Nor do I have a Mr. Grace to consider. Sounds like Syd thinks that's all to the good.

At any rate, as her article shows, there are a lot more than just financial considerations to be given to thoughts of one's retirement.

Tuesday, July 13, 2010

Cheapskate on Vacation

I've been on vacation the past week, and if I do say so myself (which I DO!), I very successfully cheapskated my way through it.

It started with airfare. The roundtrip flight was $179 but I used a $100 credit from Travelocity to get the cost down to a reasonable $79.

Then I met up with friends who had a timeshare at Lake Tahoe. I know what a bad investment timeshares are, but I'm not at all adverse to using those owned by my less financially savvy friends. (To be fair, this particular friend's family has owned the timeshare for over 15 years and use it a lot, so maybe it wasn't a bad investment for them.) The timeshare was at a resort that provided unlimited use of various spas, hot tubs, pools, and tennis courts. It also provided two free movies per day and "get acquainted" Margarita nights.

Since there were six of us, and we had a kitchen, my share of the food bill (which included copius amounts of Ben & Jerry's, and Mike's Hard Lemonade) came to $37.00. Plus the guys got into a grilling competition so we primarily ate dinners in. (Feed me good food, and I'll willingly do the dishes!)

For the most part, I hung around the hot tubs and pools, read books I'd brought from the library, and once, for $20 and 45 minutes, went to a casino. I apparently don't have what it takes to become a gambler--I thought the slot machines were silly (i.e. took no skill beyond pushing a button and watching the pictures roll), and Blackjack, boring.

But having a week away from home and office was, indeed, priceless.

Okay, not exactly priceless, but spending less than $300 for 8 days constitutes a true cheapskate vacation in my book!

Sunday, July 4, 2010

Vindication--Thanks to Someone Else

Over the years, I have purchased several computers from Best Buy. While I don't appreciate their hardsell when it comes to warranties I don't need or set-ups I can do by myself, I have found their sales to be the best, at least for lower-end laptops and desktops.

A few years ago, I got really ticked off when the credit card I used to purchase a desktop, was charged $21.95 for MSN Online. Apparently I was given a free trial period with MSN when I purchased the computer. I never used it because I had AOL. But when I didn't cancel it after the free trial period, my credit card was charged the monthly user fees. I called Best Buy and I called MSN. While the membership was cancelled, I never got anyone to remove that one-month charge.

I was not happy, but, for me, it ended there. I paid the money and life went on.

Someone Else who got similarly scammed was less sanguine. Someone Else got a lawyer. Someone Else sued.

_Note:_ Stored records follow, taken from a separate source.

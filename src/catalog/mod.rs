//! Instrument catalog
//!
//! An immutable, in-memory collection of CDB offers for one snapshot date.
//! Records are classified into an [`IndexerCategory`] once, when they are
//! built, so the selector and the simulator never match indexer labels again.

pub mod loader;

use chrono::NaiveDate;
use itertools::Itertools;
use serde::Serialize;
use unicode_normalization::{char::is_combining_mark, UnicodeNormalization};

pub use loader::{load_catalog, snapshot_date_from_file_name};

/// Rate-indexation regime of a certificate
#[derive(Debug, Clone, Copy, PartialEq, Eq, Hash, Serialize)]
#[serde(rename_all = "SCREAMING_SNAKE_CASE")]
pub enum IndexerCategory {
    /// Percentage of CDI
    PostFixed,
    /// Fixed annual rate
    PreFixed,
    /// IPCA plus a fixed spread
    InflationLinked,
    Unrecognized,
}

impl IndexerCategory {
    /// Categories that have a best-offer card and can be simulated, in display order.
    pub const SIMULATED: [IndexerCategory; 3] = [
        IndexerCategory::PostFixed,
        IndexerCategory::PreFixed,
        IndexerCategory::InflationLinked,
    ];

    /// Classify a free-text indexer label.
    ///
    /// Matching ignores case and accents ("Pós", "POS" and "pos" are the same
    /// marker). Inflation markers win over the others, then post-fixed, then
    /// pre-fixed.
    pub fn classify(label: &str) -> Self {
        let normalized = normalize_label(label);
        if normalized.contains("INFLA") || normalized.contains("IPCA") {
            IndexerCategory::InflationLinked
        } else if normalized.contains("POS") {
            IndexerCategory::PostFixed
        } else if normalized.contains("PRE") {
            IndexerCategory::PreFixed
        } else {
            IndexerCategory::Unrecognized
        }
    }

    pub fn as_str(&self) -> &'static str {
        match self {
            IndexerCategory::PostFixed => "POST_FIXED",
            IndexerCategory::PreFixed => "PRE_FIXED",
            IndexerCategory::InflationLinked => "INFLATION_LINKED",
            IndexerCategory::Unrecognized => "UNRECOGNIZED",
        }
    }

    /// Card title shown to the user
    pub fn title(&self) -> &'static str {
        match self {
            IndexerCategory::PostFixed => "CDB Pós-fixado",
            IndexerCategory::PreFixed => "CDB Prefixado",
            IndexerCategory::InflationLinked => "CDB IPCA+",
            IndexerCategory::Unrecognized => "CDB (other indexer)",
        }
    }

    pub fn is_recognized(&self) -> bool {
        !matches!(self, IndexerCategory::Unrecognized)
    }
}

/// Upper-case, strip accents and collapse whitespace.
pub(crate) fn normalize_label(input: &str) -> String {
    let upper = input.to_uppercase();
    let mut out = String::with_capacity(upper.len());
    for ch in upper.nfkd() {
        if is_combining_mark(ch) {
            continue;
        }
        out.push(ch);
    }
    out.split_whitespace().collect::<Vec<_>>().join(" ")
}

/// One row of the snapshot
#[derive(Debug, Clone, PartialEq, Serialize)]
pub struct CertificateRecord {
    pub bank: String,
    pub product: String,
    pub indexer: String,
    pub rating_name: String,
    pub risk_score: f64,
    /// Nominal annual rate in percent (10.65 means 10.65%)
    pub min_tax: f64,
    pub maturity_date: NaiveDate,
    pub pu_min_value: f64,
    pub quantity_available: f64,
    category: IndexerCategory,
}

impl CertificateRecord {
    pub fn new(
        bank: impl Into<String>,
        product: impl Into<String>,
        indexer: impl Into<String>,
        min_tax: f64,
        maturity_date: NaiveDate,
    ) -> Self {
        let indexer = indexer.into();
        let category = IndexerCategory::classify(&indexer);
        Self {
            bank: bank.into(),
            product: product.into(),
            indexer,
            rating_name: String::new(),
            risk_score: 0.0,
            min_tax,
            maturity_date,
            pu_min_value: 0.0,
            quantity_available: 0.0,
            category,
        }
    }

    pub fn with_rating(mut self, rating_name: impl Into<String>, risk_score: f64) -> Self {
        self.rating_name = rating_name.into();
        self.risk_score = risk_score;
        self
    }

    pub fn with_offer(mut self, pu_min_value: f64, quantity_available: f64) -> Self {
        self.pu_min_value = pu_min_value;
        self.quantity_available = quantity_available;
        self
    }

    pub fn category(&self) -> IndexerCategory {
        self.category
    }

    /// Signed calendar days from `reference_date` until maturity.
    pub fn days_to_maturity(&self, reference_date: NaiveDate) -> i64 {
        (self.maturity_date - reference_date).num_days()
    }
}

/// Read-only collection of offers for one snapshot
#[derive(Debug, Clone, Default)]
pub struct Catalog {
    records: Vec<CertificateRecord>,
    snapshot_date: Option<NaiveDate>,
}

impl Catalog {
    pub fn new(records: Vec<CertificateRecord>, snapshot_date: Option<NaiveDate>) -> Self {
        Self {
            records,
            snapshot_date,
        }
    }

    pub fn records(&self) -> &[CertificateRecord] {
        &self.records
    }

    pub fn snapshot_date(&self) -> Option<NaiveDate> {
        self.snapshot_date
    }

    pub fn len(&self) -> usize {
        self.records.len()
    }

    pub fn is_empty(&self) -> bool {
        self.records.is_empty()
    }

    /// Sorted distinct issuer names
    pub fn banks(&self) -> Vec<&str> {
        distinct(self.records.iter().map(|r| r.bank.as_str()))
    }

    /// Sorted distinct indexer labels
    pub fn indexers(&self) -> Vec<&str> {
        distinct(self.records.iter().map(|r| r.indexer.as_str()))
    }

    /// Sorted distinct rating names
    pub fn ratings(&self) -> Vec<&str> {
        distinct(self.records.iter().map(|r| r.rating_name.as_str()))
    }
}

fn distinct<'a>(values: impl Iterator<Item = &'a str>) -> Vec<&'a str> {
    values
        .filter(|v| !v.trim().is_empty())
        .sorted()
        .dedup()
        .collect()
}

As a benefit for Grace, they sued for class action certification.

And guess what?

Best Buy settled.

Shafting Grace cost me $21.95.

But shafting Someone Else cost Best Buy over a million dollars.

I will get my $21.95 back. Someone Else will get his or her money back plus an additional $2500. The real winners, of course, are the attorneys who will get a quarter of a million dollars.

I am glad that someone pursued Best Buy over this issue. I am a bit ashamed that it never occurred to me to check with an attorney. I just accepted that I should have read the small print more carefully when I bought my computer.

Let's hear it for Someone Else. From the bottom of my pocketbook, thank you!